**Your objective**
Lines with the string "info" must each be copied from the listing.

**Records supplied**
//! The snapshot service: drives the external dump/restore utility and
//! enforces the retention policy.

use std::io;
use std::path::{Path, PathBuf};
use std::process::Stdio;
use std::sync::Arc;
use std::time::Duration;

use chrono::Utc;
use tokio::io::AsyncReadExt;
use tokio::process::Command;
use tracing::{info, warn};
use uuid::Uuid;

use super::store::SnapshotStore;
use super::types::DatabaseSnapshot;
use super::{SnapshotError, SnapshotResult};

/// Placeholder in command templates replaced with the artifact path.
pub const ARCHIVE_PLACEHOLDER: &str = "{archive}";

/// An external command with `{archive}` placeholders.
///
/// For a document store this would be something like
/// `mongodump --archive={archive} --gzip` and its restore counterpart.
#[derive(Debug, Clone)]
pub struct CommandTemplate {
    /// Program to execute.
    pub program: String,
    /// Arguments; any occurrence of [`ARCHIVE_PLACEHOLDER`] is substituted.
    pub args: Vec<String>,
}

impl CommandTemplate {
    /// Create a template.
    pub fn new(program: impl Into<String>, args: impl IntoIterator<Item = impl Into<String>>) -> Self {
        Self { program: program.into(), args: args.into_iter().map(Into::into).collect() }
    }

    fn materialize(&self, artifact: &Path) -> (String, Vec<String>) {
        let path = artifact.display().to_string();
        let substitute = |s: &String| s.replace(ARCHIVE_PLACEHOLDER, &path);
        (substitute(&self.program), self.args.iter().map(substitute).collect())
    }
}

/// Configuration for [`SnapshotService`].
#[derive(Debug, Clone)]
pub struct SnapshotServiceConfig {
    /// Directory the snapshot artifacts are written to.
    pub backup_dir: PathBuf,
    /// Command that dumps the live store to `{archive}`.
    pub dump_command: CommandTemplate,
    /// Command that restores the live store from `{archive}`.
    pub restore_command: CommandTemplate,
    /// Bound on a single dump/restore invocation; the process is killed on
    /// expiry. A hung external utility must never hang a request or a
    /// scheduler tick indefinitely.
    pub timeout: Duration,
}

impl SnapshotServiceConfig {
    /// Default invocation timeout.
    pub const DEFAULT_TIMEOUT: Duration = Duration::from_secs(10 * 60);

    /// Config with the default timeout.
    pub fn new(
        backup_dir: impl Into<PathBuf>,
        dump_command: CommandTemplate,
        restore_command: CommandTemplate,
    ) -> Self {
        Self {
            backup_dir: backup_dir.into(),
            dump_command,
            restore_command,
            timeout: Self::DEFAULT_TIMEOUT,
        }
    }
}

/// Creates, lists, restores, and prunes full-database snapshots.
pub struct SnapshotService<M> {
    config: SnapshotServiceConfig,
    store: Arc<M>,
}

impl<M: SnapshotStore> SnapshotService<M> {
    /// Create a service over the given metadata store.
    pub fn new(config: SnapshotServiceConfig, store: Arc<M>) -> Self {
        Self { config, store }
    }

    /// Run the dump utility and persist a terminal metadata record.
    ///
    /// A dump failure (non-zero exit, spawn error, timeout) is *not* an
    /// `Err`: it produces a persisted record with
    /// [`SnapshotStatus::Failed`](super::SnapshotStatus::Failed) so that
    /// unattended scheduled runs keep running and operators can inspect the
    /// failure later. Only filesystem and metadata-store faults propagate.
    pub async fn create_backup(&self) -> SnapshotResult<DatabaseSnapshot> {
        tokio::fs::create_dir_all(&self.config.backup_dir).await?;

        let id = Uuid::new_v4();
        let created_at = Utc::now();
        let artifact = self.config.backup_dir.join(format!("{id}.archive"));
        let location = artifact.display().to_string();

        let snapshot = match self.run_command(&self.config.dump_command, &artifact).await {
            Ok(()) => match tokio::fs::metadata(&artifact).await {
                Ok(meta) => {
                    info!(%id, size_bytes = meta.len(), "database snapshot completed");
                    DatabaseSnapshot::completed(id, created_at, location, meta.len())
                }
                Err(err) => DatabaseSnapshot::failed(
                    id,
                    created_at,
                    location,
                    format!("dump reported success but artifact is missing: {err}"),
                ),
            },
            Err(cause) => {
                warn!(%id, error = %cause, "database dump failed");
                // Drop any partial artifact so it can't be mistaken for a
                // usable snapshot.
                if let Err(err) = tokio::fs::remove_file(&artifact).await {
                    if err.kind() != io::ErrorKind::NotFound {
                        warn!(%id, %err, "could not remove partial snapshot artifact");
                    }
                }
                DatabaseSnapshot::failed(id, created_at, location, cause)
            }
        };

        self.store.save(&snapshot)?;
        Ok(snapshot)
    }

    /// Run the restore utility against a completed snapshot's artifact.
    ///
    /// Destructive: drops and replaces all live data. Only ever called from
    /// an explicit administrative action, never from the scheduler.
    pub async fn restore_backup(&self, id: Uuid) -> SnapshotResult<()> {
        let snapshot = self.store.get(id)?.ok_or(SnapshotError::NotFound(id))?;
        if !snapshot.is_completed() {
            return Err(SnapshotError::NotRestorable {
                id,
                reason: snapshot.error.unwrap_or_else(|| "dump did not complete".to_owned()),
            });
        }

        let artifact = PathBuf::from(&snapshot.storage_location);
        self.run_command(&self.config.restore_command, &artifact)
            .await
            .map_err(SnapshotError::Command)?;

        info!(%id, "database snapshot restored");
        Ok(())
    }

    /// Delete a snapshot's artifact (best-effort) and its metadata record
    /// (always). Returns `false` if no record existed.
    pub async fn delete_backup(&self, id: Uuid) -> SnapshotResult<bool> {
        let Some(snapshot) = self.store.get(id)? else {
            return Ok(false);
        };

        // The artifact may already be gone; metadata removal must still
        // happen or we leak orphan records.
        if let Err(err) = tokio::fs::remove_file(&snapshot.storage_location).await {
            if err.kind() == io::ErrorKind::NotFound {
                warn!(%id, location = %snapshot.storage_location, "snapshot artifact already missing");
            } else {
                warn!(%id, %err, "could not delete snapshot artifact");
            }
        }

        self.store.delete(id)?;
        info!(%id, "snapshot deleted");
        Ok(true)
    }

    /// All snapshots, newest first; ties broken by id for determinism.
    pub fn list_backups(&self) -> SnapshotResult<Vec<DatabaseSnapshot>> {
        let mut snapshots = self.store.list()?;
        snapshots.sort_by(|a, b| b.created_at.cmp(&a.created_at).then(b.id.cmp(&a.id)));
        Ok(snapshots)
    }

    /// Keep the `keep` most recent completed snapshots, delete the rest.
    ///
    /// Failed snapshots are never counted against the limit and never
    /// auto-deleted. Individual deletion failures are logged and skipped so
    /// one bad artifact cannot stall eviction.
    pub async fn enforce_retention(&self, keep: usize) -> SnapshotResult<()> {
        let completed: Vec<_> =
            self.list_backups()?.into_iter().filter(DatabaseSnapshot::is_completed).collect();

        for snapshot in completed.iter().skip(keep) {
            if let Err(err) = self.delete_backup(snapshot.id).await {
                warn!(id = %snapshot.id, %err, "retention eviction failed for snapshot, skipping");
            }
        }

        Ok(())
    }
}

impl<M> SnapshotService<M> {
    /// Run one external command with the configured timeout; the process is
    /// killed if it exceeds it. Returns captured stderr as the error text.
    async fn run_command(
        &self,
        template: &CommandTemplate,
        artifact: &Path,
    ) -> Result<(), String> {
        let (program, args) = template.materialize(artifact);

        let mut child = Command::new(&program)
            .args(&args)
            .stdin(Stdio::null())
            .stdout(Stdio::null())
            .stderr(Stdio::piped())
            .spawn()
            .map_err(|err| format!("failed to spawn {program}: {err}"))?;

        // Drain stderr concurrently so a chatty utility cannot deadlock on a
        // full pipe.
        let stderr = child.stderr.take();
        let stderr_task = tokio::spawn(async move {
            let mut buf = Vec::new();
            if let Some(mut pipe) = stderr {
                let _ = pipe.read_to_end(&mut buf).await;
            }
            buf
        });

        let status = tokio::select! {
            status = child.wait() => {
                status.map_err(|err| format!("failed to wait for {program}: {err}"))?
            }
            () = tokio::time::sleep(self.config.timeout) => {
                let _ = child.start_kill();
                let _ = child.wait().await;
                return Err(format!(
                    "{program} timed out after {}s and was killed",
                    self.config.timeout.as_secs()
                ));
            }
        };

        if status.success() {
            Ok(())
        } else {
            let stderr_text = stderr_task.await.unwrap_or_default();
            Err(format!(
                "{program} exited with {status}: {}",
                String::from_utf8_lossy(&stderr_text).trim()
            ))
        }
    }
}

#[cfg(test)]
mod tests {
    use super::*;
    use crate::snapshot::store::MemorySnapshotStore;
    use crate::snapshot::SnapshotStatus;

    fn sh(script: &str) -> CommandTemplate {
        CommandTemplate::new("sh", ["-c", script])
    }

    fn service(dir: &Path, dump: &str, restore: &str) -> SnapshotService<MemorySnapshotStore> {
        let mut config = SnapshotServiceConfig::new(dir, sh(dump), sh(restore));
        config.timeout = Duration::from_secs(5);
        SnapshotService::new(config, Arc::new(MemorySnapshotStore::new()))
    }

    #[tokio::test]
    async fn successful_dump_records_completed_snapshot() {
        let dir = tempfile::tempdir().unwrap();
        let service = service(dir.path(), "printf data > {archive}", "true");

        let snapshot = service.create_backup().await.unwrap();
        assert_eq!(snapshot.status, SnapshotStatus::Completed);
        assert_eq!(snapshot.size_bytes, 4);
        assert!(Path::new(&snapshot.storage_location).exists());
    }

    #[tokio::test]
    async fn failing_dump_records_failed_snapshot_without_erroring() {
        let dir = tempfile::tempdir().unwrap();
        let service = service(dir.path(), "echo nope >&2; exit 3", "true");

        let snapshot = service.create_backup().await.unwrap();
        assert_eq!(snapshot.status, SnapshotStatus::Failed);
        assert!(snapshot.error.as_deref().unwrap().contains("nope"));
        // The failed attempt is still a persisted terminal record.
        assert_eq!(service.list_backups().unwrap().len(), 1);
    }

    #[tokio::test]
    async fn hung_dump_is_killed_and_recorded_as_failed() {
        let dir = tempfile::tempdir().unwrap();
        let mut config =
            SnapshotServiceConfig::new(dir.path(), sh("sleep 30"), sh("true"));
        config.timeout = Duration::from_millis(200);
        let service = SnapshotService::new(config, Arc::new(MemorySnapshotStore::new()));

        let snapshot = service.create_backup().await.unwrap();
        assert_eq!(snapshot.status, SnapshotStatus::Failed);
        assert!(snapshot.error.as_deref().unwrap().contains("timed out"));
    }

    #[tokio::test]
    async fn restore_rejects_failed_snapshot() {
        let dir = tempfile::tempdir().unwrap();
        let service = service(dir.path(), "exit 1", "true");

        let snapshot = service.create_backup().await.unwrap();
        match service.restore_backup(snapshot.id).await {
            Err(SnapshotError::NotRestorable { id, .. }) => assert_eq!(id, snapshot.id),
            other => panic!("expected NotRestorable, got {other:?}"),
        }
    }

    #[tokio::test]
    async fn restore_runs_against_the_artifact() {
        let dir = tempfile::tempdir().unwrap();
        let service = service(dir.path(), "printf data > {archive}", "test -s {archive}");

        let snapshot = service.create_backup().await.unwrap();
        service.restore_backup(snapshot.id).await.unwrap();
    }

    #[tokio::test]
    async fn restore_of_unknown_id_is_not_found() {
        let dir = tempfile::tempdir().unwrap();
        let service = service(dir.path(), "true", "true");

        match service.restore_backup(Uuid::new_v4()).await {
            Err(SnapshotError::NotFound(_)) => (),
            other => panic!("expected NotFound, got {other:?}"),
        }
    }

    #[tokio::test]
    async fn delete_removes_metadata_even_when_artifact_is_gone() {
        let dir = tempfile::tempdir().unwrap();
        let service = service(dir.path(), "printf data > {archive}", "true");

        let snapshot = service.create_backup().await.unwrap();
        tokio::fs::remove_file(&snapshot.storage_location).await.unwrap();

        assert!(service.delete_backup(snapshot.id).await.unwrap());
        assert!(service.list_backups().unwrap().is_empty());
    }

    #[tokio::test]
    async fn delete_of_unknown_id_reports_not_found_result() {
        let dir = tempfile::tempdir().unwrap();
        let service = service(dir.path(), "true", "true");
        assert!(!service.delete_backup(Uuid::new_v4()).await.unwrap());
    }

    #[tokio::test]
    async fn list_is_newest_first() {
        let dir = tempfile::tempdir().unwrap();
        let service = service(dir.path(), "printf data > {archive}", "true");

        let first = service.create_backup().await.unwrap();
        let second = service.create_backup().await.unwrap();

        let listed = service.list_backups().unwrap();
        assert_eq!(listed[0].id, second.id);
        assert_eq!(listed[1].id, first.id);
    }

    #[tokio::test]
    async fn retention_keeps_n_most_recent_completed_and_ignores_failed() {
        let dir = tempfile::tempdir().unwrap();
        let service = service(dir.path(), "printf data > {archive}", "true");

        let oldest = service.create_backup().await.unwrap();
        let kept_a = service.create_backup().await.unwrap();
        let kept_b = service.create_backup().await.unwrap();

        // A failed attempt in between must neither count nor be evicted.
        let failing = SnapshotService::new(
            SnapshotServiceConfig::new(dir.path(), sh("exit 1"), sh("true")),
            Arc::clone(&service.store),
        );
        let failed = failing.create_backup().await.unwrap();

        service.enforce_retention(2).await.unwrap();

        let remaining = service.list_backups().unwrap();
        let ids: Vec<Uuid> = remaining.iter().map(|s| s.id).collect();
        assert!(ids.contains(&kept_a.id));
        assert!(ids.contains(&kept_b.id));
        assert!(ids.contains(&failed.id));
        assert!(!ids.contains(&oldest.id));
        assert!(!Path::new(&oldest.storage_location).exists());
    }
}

...

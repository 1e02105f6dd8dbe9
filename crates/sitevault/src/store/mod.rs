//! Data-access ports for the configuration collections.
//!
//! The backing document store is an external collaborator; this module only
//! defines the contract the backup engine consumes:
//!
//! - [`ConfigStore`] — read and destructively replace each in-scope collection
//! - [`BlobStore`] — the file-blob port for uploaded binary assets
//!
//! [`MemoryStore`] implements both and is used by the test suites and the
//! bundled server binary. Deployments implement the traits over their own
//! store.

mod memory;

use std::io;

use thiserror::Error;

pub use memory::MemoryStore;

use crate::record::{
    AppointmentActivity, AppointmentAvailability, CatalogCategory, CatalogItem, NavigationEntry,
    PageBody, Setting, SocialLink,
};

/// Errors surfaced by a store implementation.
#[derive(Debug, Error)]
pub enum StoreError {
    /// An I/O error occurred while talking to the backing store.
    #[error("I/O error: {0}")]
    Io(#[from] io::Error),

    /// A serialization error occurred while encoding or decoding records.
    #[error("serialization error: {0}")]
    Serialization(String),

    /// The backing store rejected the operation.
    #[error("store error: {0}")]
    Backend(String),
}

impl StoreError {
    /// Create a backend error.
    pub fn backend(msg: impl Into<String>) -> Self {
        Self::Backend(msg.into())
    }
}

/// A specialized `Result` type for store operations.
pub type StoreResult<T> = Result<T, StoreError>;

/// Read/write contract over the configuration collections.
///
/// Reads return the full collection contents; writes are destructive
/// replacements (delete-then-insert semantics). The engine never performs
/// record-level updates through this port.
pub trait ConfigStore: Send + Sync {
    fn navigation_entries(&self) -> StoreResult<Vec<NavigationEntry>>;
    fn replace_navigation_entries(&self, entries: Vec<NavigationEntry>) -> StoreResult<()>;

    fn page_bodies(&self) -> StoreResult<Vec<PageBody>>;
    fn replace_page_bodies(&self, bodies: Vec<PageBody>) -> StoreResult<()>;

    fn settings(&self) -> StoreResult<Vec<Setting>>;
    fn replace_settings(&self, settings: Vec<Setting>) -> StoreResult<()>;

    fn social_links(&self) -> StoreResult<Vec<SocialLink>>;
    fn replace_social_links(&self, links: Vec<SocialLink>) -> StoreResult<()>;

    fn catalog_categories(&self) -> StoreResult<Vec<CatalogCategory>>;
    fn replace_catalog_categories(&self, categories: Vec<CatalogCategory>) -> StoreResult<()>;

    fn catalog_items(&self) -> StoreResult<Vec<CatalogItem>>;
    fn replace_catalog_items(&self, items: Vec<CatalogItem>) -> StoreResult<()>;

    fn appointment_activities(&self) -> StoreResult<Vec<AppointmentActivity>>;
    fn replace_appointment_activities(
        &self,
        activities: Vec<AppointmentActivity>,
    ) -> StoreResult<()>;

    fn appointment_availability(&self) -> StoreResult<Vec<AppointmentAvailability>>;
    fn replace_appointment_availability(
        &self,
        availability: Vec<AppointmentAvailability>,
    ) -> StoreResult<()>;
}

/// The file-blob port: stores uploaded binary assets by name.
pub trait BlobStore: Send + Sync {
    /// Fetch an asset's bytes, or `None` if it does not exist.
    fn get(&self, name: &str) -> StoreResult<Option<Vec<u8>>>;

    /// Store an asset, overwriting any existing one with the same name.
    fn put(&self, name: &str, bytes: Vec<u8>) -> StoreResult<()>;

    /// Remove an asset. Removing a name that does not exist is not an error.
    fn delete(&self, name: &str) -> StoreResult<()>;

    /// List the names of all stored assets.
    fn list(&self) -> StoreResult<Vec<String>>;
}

**Solution for this problem**
use tracing::{info, warn};
                    info!(%id, size_bytes = meta.len(), "database snapshot completed");
        info!(%id, "database snapshot restored");
        info!(%id, "snapshot deleted");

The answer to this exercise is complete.